As the Chinese capital prepares to host the Winter Olympics, which begin on Friday, it is on high alert.
According to the organizing committee, another 34 cases have been verified among competitors and those who have traveled to the Games. Over 8,000 individuals had come by the end of Saturday, and 211 people had tested positive. A Swedish cross-country skier and a Slovenian snowboarder are among them.
To avoid cross-infection, everyone attending the Olympics is separated from the general population for the duration of their stay in China.
Residents in Beijing’s Chaoyang district’s Anzhenli neighborhood were locked down on Saturday and would not be permitted to leave their compound.
Officials stated during a pandemic briefing that the city is also setting up 19 stations in the region to test citizens every day until Friday, according to state-backed Beijing News.
Despite the fact that the number of cases is minimal in comparison to other nations in the area, China has intensified its “zero-tolerance” approach, which aims to interrupt the transmission chain as soon as it is discovered.
Between 4 p.m.
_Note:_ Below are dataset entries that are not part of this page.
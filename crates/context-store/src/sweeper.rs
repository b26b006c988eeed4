//! Periodic reaping of expired contexts.

use std::sync::Arc;
use std::time::Duration;

use tokio::task::JoinHandle;
use tokio::time::{interval, MissedTickBehavior};
use tracing::{debug, info};

use crate::store::ContextStore;

/// Spawn a background task that sweeps expired contexts on a fixed interval.
///
/// The sweep runs on its own timer, independent of message handling, and
/// never holds a per-key lock: eviction happens inside the store's own
/// short-lived write lock.
pub fn spawn(store: Arc<dyn ContextStore>, period: Duration) -> JoinHandle<()> {
    tokio::spawn(async move {
        let mut ticker = interval(period);
        ticker.set_missed_tick_behavior(MissedTickBehavior::Delay);
        // The first tick fires immediately; skip it so startup stays quiet.
        ticker.tick().await;
        loop {
            ticker.tick().await;
            let removed = store.sweep_expired().await;
            if removed > 0 {
                info!(removed, "reaped expired conversation contexts");
            } else {
                debug!("context sweep found nothing to reap");
            }
        }
    })
}

#[cfg(test)]
mod tests {
    use super::*;
    use crate::store::MemoryContextStore;
    use responder_core::ContextUpdate;

    #[tokio::test]
    async fn sweeper_reaps_expired_entries() {
        let store = Arc::new(MemoryContextStore::with_ttl(chrono::Duration::zero()));
        store.update("+5511999990000", ContextUpdate::default()).await;

        let handle = spawn(store.clone() as Arc<dyn ContextStore>, Duration::from_millis(10));
        tokio::time::sleep(Duration::from_millis(50)).await;
        handle.abort();

        assert_eq!(store.live_count().await, 0);
        assert_eq!(store.sweep_expired().await, 0);
    }
}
Saturday and 4 p.m. Sunday, the Chinese capital recorded a total of 12 instances of COVID-19, according to Pang Xinghuo, vice head of the Beijing Center for Disease Prevention and Control. All of those instances were from persons who were already on anti-pandemic medication.
In the Fengtai area, where some residential complexes were closed down, the city performed repeated rounds of testing for millions of people this week.
The athletes are housed in hotels that have been encircled by makeshift barriers. They are only allowed to enter and exit in designated cars that transport them straight to the stadiums or other Olympic facilities. The general public is not permitted to visit the hotel or site, albeit a restricted number of spectators will be permitted to attend the activities.
Anyone who tests positive while within the Olympic bubble is quarantined in a hospital or quarantine hotel to prevent the illness from spreading to other athletes.